Yo lo que espero realmente es que no me maten por este capítulo... bueno, este no, el que viene X'D
Elena: Hahahaha, bueno, como acabas de leer... eso como que no fue realmente lo que pasó, jijiji X'D
¡Feliz navidad, amiga! -apapachos-
Pilla Doll: Esos tigres amazónicos son hermosos, pero ya quedan pocos en la Selva. Casiopea está realmente loca, pero ahí va, buscando la manera de salir a flote XD
¡Feliz navidad, linda!
Damaris Anna: Hahahaha muchas gracias, aunque no te creas, esta trama fue trabajada mediante el asesinato de muchas, muchas neuronas, tanto mías como de Argesh Marek... X'D
La vida de la selva es... muy distinta a la vida que conocemos en la ciudad o en los pueblos. Allí sobrevive el más capacitado para ello, y el resto, es comida de los más fuertes. Con esa ley de comer o ser comido, pues el pobre perrito no podía esperar lo contrario. Lo del mercurio fue un fume, pero sí, esa sustancia es utilizada ilegalmente para envenenar las tierras y extraer el oro sin muchos problemas. Te invito a que investigues un poco sobre los garimpeiros, para que compruebes los daños que le hacen a la Selva lluviosa. ¡Gracias por tu review y feliz navidad!. ;D
Barbara-Maki; HAHAHAHA!!! Bueno, realmente lo del lemon... aún no sé si habrá uno... :-P
¿Ustedes qué dicen?. ¿Lemon o no lemon? Esa es la cuestión xD ¡Gracias y feliz navidad!

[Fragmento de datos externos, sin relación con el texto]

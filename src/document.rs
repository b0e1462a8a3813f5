//! The document store interface.
//!
//! The mapper only talks to this trait. A backend owns one parsed document and
//! exposes path-based reads and writes over it. It keeps each node's attached
//! comment lines and renders the whole tree back to text. Paths are given as
//! segment slices (`["server", "port"]`), already split by the caller.
//!
//! [`TomlDocument`](crate::TomlDocument) is the bundled backend. Another format
//! only has to implement this trait; nothing in the mapper changes.

use thiserror::Error;

use crate::types::{RenderOptions, Value};

/// Where a document node came from.
#[derive(Debug, Clone, Copy, PartialEq, Eq)]
pub enum Provenance {
    /// Present in the text the document was parsed from.
    Parsed,
    /// Written since the document was parsed.
    Synthesized,
}

#[derive(Debug, Error, PartialEq)]
pub enum DocumentError {
    #[error("{0}")]
    Parse(String),

    #[error("invalid document path '{0}'")]
    InvalidPath(String),
}

pub trait Document: Default + Sized {
    /// Parse document text. Empty text is an empty document.
    fn parse(text: &str) -> Result<Self, DocumentError>;

    /// The value at `path`, or `None` if nothing is there.
    ///
    /// Containers are returned as [`Value::Map`] with their children.
    fn get(&self, path: &[&str]) -> Option<Value>;

    fn contains(&self, path: &[&str]) -> bool {
        self.get(path).is_some()
    }

    /// Comment lines attached to the node at `path`, or `None` if the node is absent.
    fn comments(&self, path: &[&str]) -> Option<Vec<String>>;

    /// Make sure a container exists at `path`, replacing anything that is not a
    /// container, and attach `comments` to it.
    fn ensure_section(&mut self, path: &[&str], comments: &[String]) -> Result<(), DocumentError>;

    /// Write `value` at `path` with `comments`, creating intermediate containers
    /// and overwriting whatever was there.
    fn set(&mut self, path: &[&str], value: &Value, comments: &[String])
    -> Result<(), DocumentError>;

    /// Provenance of the node at `path`, or `None` if it is absent.
    fn provenance(&self, path: &[&str]) -> Option<Provenance>;

    /// Render the whole document to canonical text.
    fn render(&self, options: &RenderOptions) -> String;
}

Diana Artemisa: Así es,. ¡el mundo se puede ir al cuerno! -alza la mano en acuerdo-. HAHAHAHAHA me hiuzo mucha gracia esa palabra, "desconchinfla" XD, pero lo más cómico fue la imagen mental de los CdC de Dionisio. Zelha emplea esa expresión por ser una insolente de primera, pero con esa imagen mental de las hojitas de parra y las ramitas... HAHAHAHAHAHA demasiado bueno X'D. En cuanto a Mu, sí, es un condenado que no le pone nada fácil a nadie, pero a ver,. ¿cuándo lo ha hecho? XD ¡Gracias por tu review preciosa, espero que la pases muy bien en estas navidades! -apapachos y brownies-
Melina no Sukoorpion: Muchísimas gracias, linda¡espero que te siga gustando lo que estoy colocando! -apapachos-. ¡Gracias por tu tierno review y feliz navidad!
Angel del Apocalipsis: Lo sé, a mí también se me cae la baba de imaginar a Mu desnudándose X'D. Aquí en este capítulo entiende la parábola de una manera poco ortodoxa, como todo el proceso mental de la chica, jejeje. En cuanto a lo de Estados Unidos, puedes imaginarte a Anderson como un hombre parecido a Kelly, el asistente del candidato a la presidencia que presentan en el animé de corte de horror llamado PetShop of Horrors. Enfocado, comedido, muy inteligente... así es el Anderson que antes fue el consuegro del Presidente que escribo, que no tiene nada que ver con el actual líder de EEUU :P
Un beso enorme, linda,. ¡gracias por tu acertado comentario y te deseo una feliz navidad!
Bueno, no me queda más que desearles... ¡¡una Feliz Navidad y un próspero Año Nuevo lleno de Cosmo!!